Electron tomography at 2.4 {\AA} resolution
M. C. Scott, Chien-Chun Chen, Matthew Mecklenburg, Chun Zhu, Rui Xu,, Peter Ercius, Ulrich Dahmen, B. C. Regan, Jianwei Miao

TL;DR
This paper demonstrates a novel electron tomography method achieving 2.4 Å resolution, enabling atomic-scale 3D imaging of nanoparticles without prior structural assumptions, advancing nanomaterials characterization.
Contribution
The authors introduce a new projection alignment and reconstruction technique combined with STEM, achieving atomic resolution in 3D tomography without prior knowledge of sample structure.
Findings
Achieved 2.4 Å resolution in 3D nanoparticle imaging
Observed individual atoms and identified grain structures
Revealed the surface morphology and internal lattice of a gold nanoparticle
Abstract
Transmission electron microscopy (TEM) is a powerful imaging tool that has found broad application in materials science, nanoscience and biology(1-3). With the introduction of aberration-corrected electron lenses, both the spatial resolution and image quality in TEM have been significantly improved(4,5) and resolution below 0.5 {\AA} has been demonstrated(6).
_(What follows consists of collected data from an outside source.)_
//! services/api/src/adapters/relevancy_llm.rs
//!
//! This module contains the adapter for the relevancy-scoring LLM.
//! It implements the `RelevancyScoringService` port from the `core` crate.

const SYSTEM_INSTRUCTIONS: &str = r#"You rate how relevant a paper is to a systematic review.

Read the research question, the review keywords and the paper's title and abstract.
Answer with a single number between 0 and 1:
- 1.0 means the paper clearly addresses the research question.
- 0.0 means it is unrelated.
Respond with ONLY the number."#;

const USER_INPUT_TEMPLATE: &str = r#"RESEARCH QUESTION:
{question}

KEYWORDS:
{keywords}

TITLE:
{title}

ABSTRACT:
{abstract}"#;

/// Abstracts longer than this are cut before they are sent.
const MAX_ABSTRACT_CHARS: usize = 4000;

use async_openai::{
    config::OpenAIConfig,
    error::OpenAIError,
    types::chat::{
        ChatCompletionRequestMessage, ChatCompletionRequestSystemMessageArgs,
        ChatCompletionRequestUserMessageArgs, CreateChatCompletionRequestArgs,
    },
    Client,
};
use async_trait::async_trait;
use rapid_review_core::ports::{PortError, PortResult, RelevancyScoringService};
use rapid_review_core::{Paper, Project};
use tracing::{debug, warn};

pub struct OpenAiRelevancyAdapter {
    client: Option<Client<OpenAIConfig>>,
    model: String,
}

impl OpenAiRelevancyAdapter {
    pub fn new(client: Option<Client<OpenAIConfig>>, model: String) -> Self {
        Self { client, model }
    }
}

/// Reads the first number in the reply and checks it lies in `[0, 1]`.
pub fn parse_score(content: &str) -> PortResult<f64> {
    let token = content
        .split(|c: char| !(c.is_ascii_digit() || c == '.'))
        .find(|t| !t.is_empty() && t.chars().any(|c| c.is_ascii_digit()))
        .ok_or_else(|| {
            PortError::Unexpected(format!("Relevancy LLM returned no score: '{}'", content.trim()))
        })?;

    let score: f64 = token
        .trim_end_matches('.')
        .parse()
        .map_err(|_| PortError::Unexpected(format!("Unreadable relevancy score '{}'", token)))?;

    if !(0.0..=1.0).contains(&score) {
        return Err(PortError::Unexpected(format!(
            "Relevancy score {} is outside [0, 1]",
            score
        )));
    }
    Ok(score)
}

fn render_user_input(project: &Project, paper: &Paper) -> String {
    let abstract_text: String = paper.abstract_text.chars().take(MAX_ABSTRACT_CHARS).collect();
    USER_INPUT_TEMPLATE
        .replace("{question}", &project.research_question)
        .replace("{keywords}", &project.keywords.join(", "))
        .replace("{title}", &paper.title)
        .replace("{abstract}", &abstract_text)
}

#[async_trait]
impl RelevancyScoringService for OpenAiRelevancyAdapter {
    async fn score_paper(&self, project: &Project, paper: &Paper) -> PortResult<f64> {
        let client = self.client.as_ref().ok_or_else(|| {
            warn!("Relevancy scoring requested but OPENAI_API_KEY is not set");
            PortError::Unexpected("Relevancy scoring is not configured".to_string())
        })?;

        let messages = vec![
            ChatCompletionRequestMessage::System(
                ChatCompletionRequestSystemMessageArgs::default()
                    .content(SYSTEM_INSTRUCTIONS)
                    .build()
                    .map_err(|e| PortError::Unexpected(e.to_string()))?,
            ),
            ChatCompletionRequestMessage::User(
                ChatCompletionRequestUserMessageArgs::default()
                    .content(render_user_input(project, paper))
                    .build()
                    .map_err(|e| PortError::Unexpected(e.to_string()))?,
            ),
        ];

        let request = CreateChatCompletionRequestArgs::default()
            .model(&self.model)
            .messages(messages)
            .max_tokens(8u32)
            .temperature(0.0)
            .build()
            .map_err(|e| PortError::Unexpected(e.to_string()))?;

        let response = client
            .chat()
            .create(request)
            .await
            .map_err(|e: OpenAIError| PortError::Unexpected(e.to_string()))?;

        let content = response
            .choices
            .first()
            .and_then(|choice| choice.message.content.clone())
            .ok_or_else(|| PortError::Unexpected("No relevancy score generated".to_string()))?;

        let score = parse_score(&content)?;
        debug!(paper_id = %paper.id, score, "Relevancy score generated");
        Ok(score)
    }
}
To reveal the 3D structure of thin samples, electron tomography is the method of choice(7-11), with resolutions of ~1 nm^3 currently achievable(10,11). Recently, discrete tomography has been used to generate a 3D atomic reconstruction of a silver nanoparticle 2-3 nm in diameter(12), but this statistical method assumes prior knowledge of the particle's lattice structure and requires that the atoms fit rigidly on that lattice. Here we report the experimental demonstration of a general electron tomography method that achieves atomic…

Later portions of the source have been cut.